Can't run model
Hey, so i've got the model loaded onto a node with 4x A100 80GB. It loads into memory OK, but crashes out when I try to generate with a CUDA error:
lots of:
../aten/src/ATen/native/cuda/IndexKernel.cu:92: operator(): block: [0,0,0], thread: [32,0,0] Assertion index >= -sizes[i] && index < sizes[i] && "index out of bounds"
failed.
and finally:
RuntimeError: CUDA error: device-side assert triggered
CUDA kernel errors might be asynchronously reported at some other API call, so the stacktrace below might be incorrect.
For debugging consider passing CUDA_LAUNCH_BLOCKING=1.
Compile with TORCH_USE_CUDA_DSA
to enable device-side assertions.
Let me know if you'd like the error output.

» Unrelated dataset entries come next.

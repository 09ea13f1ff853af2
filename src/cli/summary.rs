//! Summary CLI command

use clap::Args;

use crate::config::settings::Settings;
use crate::display::{format_month_summary, format_total_summary};
use crate::error::ExpenseResult;
use crate::services::{parse_month, SummaryService};
use crate::storage::Storage;

/// Arguments for `summary`
#[derive(Args, Debug)]
pub struct SummaryArgs {
    /// Restrict the total to a calendar month (1-12), any year
    #[arg(short, long)]
    pub month: Option<String>,
}

/// Handle the summary command
pub fn handle_summary_command(
    storage: &Storage,
    settings: &Settings,
    args: SummaryArgs,
) -> ExpenseResult<()> {
    let service = SummaryService::new(storage);

    let line = match args.month {
        Some(raw) => {
            let month = parse_month(&raw)?;
            let total = service.month_total(month)?;
            format_month_summary(month, total, &settings.currency_symbol)
        }
        None => format_total_summary(service.total()?, &settings.currency_symbol),
    };

    println!("{}", line);
    Ok(())
}
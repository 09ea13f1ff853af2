//! Expense repository for SQLite storage
//!
//! Raw CRUD and aggregate queries over the `Expenses` table. Validation lives
//! in the service layer; this layer only maps rows to typed records.

use std::path::PathBuf;

use rusqlite::types::Type;
use rusqlite::{params, Connection, OptionalExtension, Row};

use crate::error::ExpenseError;
use crate::models::expense::{format_timestamp, parse_timestamp};
use crate::models::{Expense, ExpenseId, Money, NewExpense};

use super::connection::open_connection;

const SELECT_COLUMNS: &str = "SELECT id, description, amount, date, category FROM Expenses";

/// Repository for expense persistence
pub struct ExpenseRepository {
    path: PathBuf,
}

impl ExpenseRepository {
    /// Create a new expense repository for the database at `path`
    pub fn new(path: PathBuf) -> Self {
        Self { path }
    }

    fn connect(&self) -> Result<Connection, ExpenseError> {
        open_connection(&self.path)
    }

    /// Insert an expense and return its new id
    pub fn insert(&self, expense: &NewExpense) -> Result<ExpenseId, ExpenseError> {
        let mut conn = self.connect()?;
        let tx = conn.transaction()?;

        tx.execute(
            "INSERT INTO Expenses (description, amount, date, category) VALUES (?1, ?2, ?3, ?4)",
            params![
                expense.description,
                expense.amount.units(),
                format_timestamp(&expense.created_at),
                expense.category,
            ],
        )?;
        let id = ExpenseId::new(tx.last_insert_rowid());

        tx.commit()?;

        tracing::debug!(%id, amount = %expense.amount, "inserted expense");
        Ok(id)
    }

    /// Get an expense by ID
    pub fn get(&self, id: ExpenseId) -> Result<Option<Expense>, ExpenseError> {
        let conn = self.connect()?;

        let expense = conn
            .query_row(
                &format!("{} WHERE id = ?1", SELECT_COLUMNS),
                params![id.value()],
                row_to_expense,
            )
            .optional()?;

        Ok(expense)
    }

    /// Get all expenses in insertion order, optionally limited to one category
    pub fn get_all(&self, category: Option<&str>) -> Result<Vec<Expense>, ExpenseError> {
        let conn = self.connect()?;

        let expenses = match category {
            Some(category) => {
                let mut stmt = conn.prepare(&format!(
                    "{} WHERE category = ?1 ORDER BY id ASC",
                    SELECT_COLUMNS
                ))?;
                let rows = stmt.query_map(params![category], row_to_expense)?;
                rows.collect::<Result<Vec<_>, _>>()?
            }
            None => {
                let mut stmt = conn.prepare(&format!("{} ORDER BY id ASC", SELECT_COLUMNS))?;
                let rows = stmt.query_map([], row_to_expense)?;
                rows.collect::<Result<Vec<_>, _>>()?
            }
        };

        Ok(expenses)
    }

    /// Overwrite the amount of an expense
    ///
    /// Returns false if no row has this id.
    pub fn update_amount(&self, id: ExpenseId, amount: Money) -> Result<bool, ExpenseError> {
        let mut conn = self.connect()?;
        let tx = conn.transaction()?;

        let changed = tx.execute(
            "UPDATE Expenses SET amount = ?1 WHERE id = ?2",
            params![amount.units(), id.value()],
        )?;

        tx.commit()?;

        tracing::debug!(%id, %amount, changed, "updated expense amount");
        Ok(changed > 0)
    }

    /// Delete an expense
    ///
    /// Returns false if no row has this id.
    pub fn delete(&self, id: ExpenseId) -> Result<bool, ExpenseError> {
        let mut conn = self.connect()?;
        let tx = conn.transaction()?;

        let removed = tx.execute("DELETE FROM Expenses WHERE id = ?1", params![id.value()])?;

        tx.commit()?;

        tracing::debug!(%id, removed, "deleted expense");
        Ok(removed > 0)
    }

    /// Sum of all amounts ($0.00 when empty)
    pub fn sum_all(&self) -> Result<Money, ExpenseError> {
        let conn = self.connect()?;

        let total: f64 = conn.query_row(
            "SELECT COALESCE(SUM(amount), 0.0) FROM Expenses",
            [],
            |row| row.get(0),
        )?;

        Ok(Money::from_units(total))
    }

    /// Sum of amounts recorded in the given month of any year
    ///
    /// `month` must already be validated to 1-12.
    pub fn sum_for_month(&self, month: u32) -> Result<Money, ExpenseError> {
        let conn = self.connect()?;

        let total: f64 = conn.query_row(
            "SELECT COALESCE(SUM(amount), 0.0) FROM Expenses WHERE strftime('%m', date) = ?1",
            params![format!("{:02}", month)],
            |row| row.get(0),
        )?;

        Ok(Money::from_units(total))
    }

    /// Count stored expenses
    pub fn count(&self) -> Result<usize, ExpenseError> {
        let conn = self.connect()?;

        let count: i64 = conn.query_row("SELECT COUNT(*) FROM Expenses", [], |row| row.get(0))?;

        Ok(count as usize)
    }
}

/// Map a row of `SELECT_COLUMNS` to an expense
fn row_to_expense(row: &Row<'_>) -> rusqlite::Result<Expense> {
    let amount: Option<f64> = row.get(2)?;
    let date: Option<String> = row.get(3)?;

    let created_at = match date {
        Some(text) => parse_timestamp(&text)
            .map_err(|e| rusqlite::Error::FromSqlConversionFailure(3, Type::Text, Box::new(e)))?,
        None => return Err(rusqlite::Error::InvalidColumnType(3, "date".into(), Type::Null)),
    };

    Ok(Expense {
        id: ExpenseId::new(row.get(0)?),
        description: row.get(1)?,
        amount: amount.map(Money::from_units).unwrap_or_default(),
        category: row.get(4)?,
        created_at,
    })
}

Tried to load the model into text-generation-webui on RunPod with 2x A100 80GB. Indeed it crashes with the above error.
It needs only 2x77GB of memory to load at float16 precision, so 2x80GB GPUs should be enough. (Unless I've overlooked something real bad.)
Tried various settings, none with float16 precision worked. Loading at 8-bit which fits on a single 80GB GPU works, but quantized.
I'm interested in trying this model at full precision to know how good it actually is without quantization.
It does not have to be the Web UI, could be a script. I just need to get it working somehow for testing purposes.
+1. Tried with 4xA100 -40gb and 8x 3090-24gb.
Yeah I have re-created the problem. And have just confirmed it is not specific to this model. It happens also with huggyllama/llama-65B for example.
I am doing my testing and will report back soon. It may be an issue in transformers or accelerate
Update that might help - I have two runpods running, both with 2xA100's.
Curiously my notebook script will work on one of them but the exact same script reproduces the error above.
The only difference I can ascertain is that the one that works is running an older nvidia driver - 525.105.17 whereas the newer driver 530.41.03 doesn't work and produces the error above.
EDIT: Yes - there's definitely a system config issue that's playing into this causing issues with multi-GPU inference across a bunch of models. I have VMs which reliably work and which reliably don't work. Let me know if you want me to log out and system config to assist with diagnosis.
I have rent 4*A6000 with Xeon® Gold 6248 works while 4 A6000 with AMD cpu or Xeon® Silver fails. I'm not sure whether the cpu matters.